_About this task_
Produce an exact transcript of all the records.

_Records for this exercise_
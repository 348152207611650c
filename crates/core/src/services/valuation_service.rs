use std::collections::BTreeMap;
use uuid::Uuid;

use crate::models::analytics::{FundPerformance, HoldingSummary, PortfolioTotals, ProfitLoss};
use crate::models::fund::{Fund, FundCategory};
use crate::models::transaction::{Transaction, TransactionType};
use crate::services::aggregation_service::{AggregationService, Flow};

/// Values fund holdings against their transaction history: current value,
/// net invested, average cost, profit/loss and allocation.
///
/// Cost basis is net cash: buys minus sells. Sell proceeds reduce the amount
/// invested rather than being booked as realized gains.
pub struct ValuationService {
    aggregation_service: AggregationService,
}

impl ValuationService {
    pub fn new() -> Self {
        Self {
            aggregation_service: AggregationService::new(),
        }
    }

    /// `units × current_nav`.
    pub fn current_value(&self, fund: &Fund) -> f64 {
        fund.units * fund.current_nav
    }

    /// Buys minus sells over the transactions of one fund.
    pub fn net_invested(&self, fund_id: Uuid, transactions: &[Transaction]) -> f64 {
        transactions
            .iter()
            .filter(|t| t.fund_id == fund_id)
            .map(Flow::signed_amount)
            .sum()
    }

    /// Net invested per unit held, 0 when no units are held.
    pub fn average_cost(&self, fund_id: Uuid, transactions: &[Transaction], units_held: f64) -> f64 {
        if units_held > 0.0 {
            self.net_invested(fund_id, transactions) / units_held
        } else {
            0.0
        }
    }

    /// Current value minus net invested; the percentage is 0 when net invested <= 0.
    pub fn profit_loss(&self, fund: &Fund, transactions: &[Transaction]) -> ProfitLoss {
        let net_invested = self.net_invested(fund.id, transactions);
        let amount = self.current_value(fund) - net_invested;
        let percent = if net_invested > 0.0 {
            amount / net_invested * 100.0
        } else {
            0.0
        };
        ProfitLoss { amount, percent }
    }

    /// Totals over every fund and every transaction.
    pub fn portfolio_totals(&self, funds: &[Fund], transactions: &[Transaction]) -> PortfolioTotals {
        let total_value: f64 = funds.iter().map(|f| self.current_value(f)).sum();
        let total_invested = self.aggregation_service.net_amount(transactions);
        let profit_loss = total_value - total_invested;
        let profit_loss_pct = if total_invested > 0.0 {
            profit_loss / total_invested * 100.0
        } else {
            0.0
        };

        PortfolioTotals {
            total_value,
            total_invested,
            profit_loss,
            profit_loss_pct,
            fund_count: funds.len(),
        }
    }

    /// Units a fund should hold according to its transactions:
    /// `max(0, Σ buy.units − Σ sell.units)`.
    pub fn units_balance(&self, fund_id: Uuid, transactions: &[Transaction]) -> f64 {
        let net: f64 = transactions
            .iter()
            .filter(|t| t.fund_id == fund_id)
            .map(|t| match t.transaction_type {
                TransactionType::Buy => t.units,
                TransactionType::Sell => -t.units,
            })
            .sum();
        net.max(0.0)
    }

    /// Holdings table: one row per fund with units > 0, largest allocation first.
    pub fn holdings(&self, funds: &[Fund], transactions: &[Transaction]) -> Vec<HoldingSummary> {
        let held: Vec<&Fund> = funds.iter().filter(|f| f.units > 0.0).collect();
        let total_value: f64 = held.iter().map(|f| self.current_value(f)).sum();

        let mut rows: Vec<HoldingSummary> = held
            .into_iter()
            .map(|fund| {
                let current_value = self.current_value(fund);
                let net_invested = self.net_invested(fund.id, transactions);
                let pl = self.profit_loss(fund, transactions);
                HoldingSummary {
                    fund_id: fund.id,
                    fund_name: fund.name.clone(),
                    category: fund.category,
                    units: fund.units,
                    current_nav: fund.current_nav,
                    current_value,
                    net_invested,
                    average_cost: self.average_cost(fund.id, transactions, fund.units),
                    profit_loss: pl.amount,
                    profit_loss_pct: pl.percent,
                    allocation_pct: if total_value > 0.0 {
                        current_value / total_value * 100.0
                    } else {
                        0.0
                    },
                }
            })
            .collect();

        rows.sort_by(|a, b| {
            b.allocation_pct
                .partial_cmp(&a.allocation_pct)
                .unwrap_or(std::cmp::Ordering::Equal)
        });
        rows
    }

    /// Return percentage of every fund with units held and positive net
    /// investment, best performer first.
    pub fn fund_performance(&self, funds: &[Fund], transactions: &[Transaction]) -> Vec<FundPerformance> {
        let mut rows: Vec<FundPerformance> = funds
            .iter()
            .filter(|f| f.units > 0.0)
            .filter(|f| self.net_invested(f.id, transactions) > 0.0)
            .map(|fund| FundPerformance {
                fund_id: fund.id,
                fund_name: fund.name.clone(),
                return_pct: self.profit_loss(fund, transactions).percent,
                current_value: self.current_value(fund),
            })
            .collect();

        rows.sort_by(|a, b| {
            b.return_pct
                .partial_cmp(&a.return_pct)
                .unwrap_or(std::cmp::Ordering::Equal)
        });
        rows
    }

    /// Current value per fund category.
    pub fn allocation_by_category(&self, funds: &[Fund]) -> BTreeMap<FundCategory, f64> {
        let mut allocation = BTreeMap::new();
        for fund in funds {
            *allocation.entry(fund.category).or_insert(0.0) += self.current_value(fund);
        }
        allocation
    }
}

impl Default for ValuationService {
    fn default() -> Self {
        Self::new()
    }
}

_Exercise solution_
repository 348152207611650c
filename crates/core/src/services/valuation_service.rs
use std::collections::BTreeMap;
use uuid::Uuid;

use crate::models::analytics::{FundPerformance, HoldingSummary, PortfolioTotals, ProfitLoss};
use crate::models::fund::{Fund, FundCategory};
use crate::models::transaction::{Transaction, TransactionType};
use crate::services::aggregation_service::{AggregationService, Flow};

/// Values fund holdings against their transaction history: current value,
/// net invested, average cost, profit/loss and allocation.
///
/// Cost basis is net cash: buys minus sells. Sell proceeds reduce the amount
/// invested rather than being booked as realized gains.
pub struct ValuationService {
    aggregation_service: AggregationService,
}

impl ValuationService {
    pub fn new() -> Self {
        Self {
            aggregation_service: AggregationService::new(),
        }
    }

    /// `units × current_nav`.
    pub fn current_value(&self, fund: &Fund) -> f64 {
        fund.units * fund.current_nav
    }

    /// Buys minus sells over the transactions of one fund.
    pub fn net_invested(&self, fund_id: Uuid, transactions: &[Transaction]) -> f64 {
        transactions
            .iter()
            .filter(|t| t.fund_id == fund_id)
            .map(Flow::signed_amount)
            .sum()
    }

    /// Net invested per unit held, 0 when no units are held.
    pub fn average_cost(&self, fund_id: Uuid, transactions: &[Transaction], units_held: f64) -> f64 {
        if units_held > 0.0 {
            self.net_invested(fund_id, transactions) / units_held
        } else {
            0.0
        }
    }

    /// Current value minus net invested; the percentage is 0 when net invested <= 0.
    pub fn profit_loss(&self, fund: &Fund, transactions: &[Transaction]) -> ProfitLoss {
        let net_invested = self.net_invested(fund.id, transactions);
        let amount = self.current_value(fund) - net_invested;
        let percent = if net_invested > 0.0 {
            amount / net_invested * 100.0
        } else {
            0.0
        };
        ProfitLoss { amount, percent }
    }

    /// Totals over every fund and every transaction.
    pub fn portfolio_totals(&self, funds: &[Fund], transactions: &[Transaction]) -> PortfolioTotals {
        let total_value: f64 = funds.iter().map(|f| self.current_value(f)).sum();
        let total_invested = self.aggregation_service.net_amount(transactions);
        let profit_loss = total_value - total_invested;
        let profit_loss_pct = if total_invested > 0.0 {
            profit_loss / total_invested * 100.0
        } else {
            0.0
        };

        PortfolioTotals {
            total_value,
            total_invested,
            profit_loss,
            profit_loss_pct,
            fund_count: funds.len(),
        }
    }

    /// Units a fund should hold according to its transactions:
    /// `max(0, Σ buy.units − Σ sell.units)`.
    pub fn units_balance(&self, fund_id: Uuid, transactions: &[Transaction]) -> f64 {
        let net: f64 = transactions
            .iter()
            .filter(|t| t.fund_id == fund_id)
            .map(|t| match t.transaction_type {
                TransactionType::Buy => t.units,
                TransactionType::Sell => -t.units,
            })
            .sum();
        net.max(0.0)
    }

    /// Holdings table: one row per fund with units > 0, largest allocation first.
    pub fn holdings(&self, funds: &[Fund], transactions: &[Transaction]) -> Vec<HoldingSummary> {
        let held: Vec<&Fund> = funds.iter().filter(|f| f.units > 0.0).collect();
        let total_value: f64 = held.iter().map(|f| self.current_value(f)).sum();

        let mut rows: Vec<HoldingSummary> = held
            .into_iter()
            .map(|fund| {
                let current_value = self.current_value(fund);
                let net_invested = self.net_invested(fund.id, transactions);
                let pl = self.profit_loss(fund, transactions);
                HoldingSummary {
                    fund_id: fund.id,
                    fund_name: fund.name.clone(),
                    category: fund.category,
                    units: fund.units,
                    current_nav: fund.current_nav,
                    current_value,
                    net_invested,
                    average_cost: self.average_cost(fund.id, transactions, fund.units),
                    profit_loss: pl.amount,
                    profit_loss_pct: pl.percent,
                    allocation_pct: if total_value > 0.0 {
                        current_value / total_value * 100.0
                    } else {
                        0.0
                    },
                }
            })
            .collect();

        rows.sort_by(|a, b| {
            b.allocation_pct
                .partial_cmp(&a.allocation_pct)
                .unwrap_or(std::cmp::Ordering::Equal)
        });
        rows
    }

    /// Return percentage of every fund with units held and positive net
    /// investment, best performer first.
    pub fn fund_performance(&self, funds: &[Fund], transactions: &[Transaction]) -> Vec<FundPerformance> {
        let mut rows: Vec<FundPerformance> = funds
            .iter()
            .filter(|f| f.units > 0.0)
            .filter(|f| self.net_invested(f.id, transactions) > 0.0)
            .map(|fund| FundPerformance {
                fund_id: fund.id,
                fund_name: fund.name.clone(),
                return_pct: self.profit_loss(fund, transactions).percent,
                current_value: self.current_value(fund),
            })
            .collect();

        rows.sort_by(|a, b| {
            b.return_pct
                .partial_cmp(&a.return_pct)
                .unwrap_or(std::cmp::Ordering::Equal)
        });
        rows
    }

    /// Current value per fund category.
    pub fn allocation_by_category(&self, funds: &[Fund]) -> BTreeMap<FundCategory, f64> {
        let mut allocation = BTreeMap::new();
        for fund in funds {
            *allocation.entry(fund.category).or_insert(0.0) += self.current_value(fund);
        }
        allocation
    }
}

impl Default for ValuationService {
    fn default() -> Self {
        Self::new()
    }
}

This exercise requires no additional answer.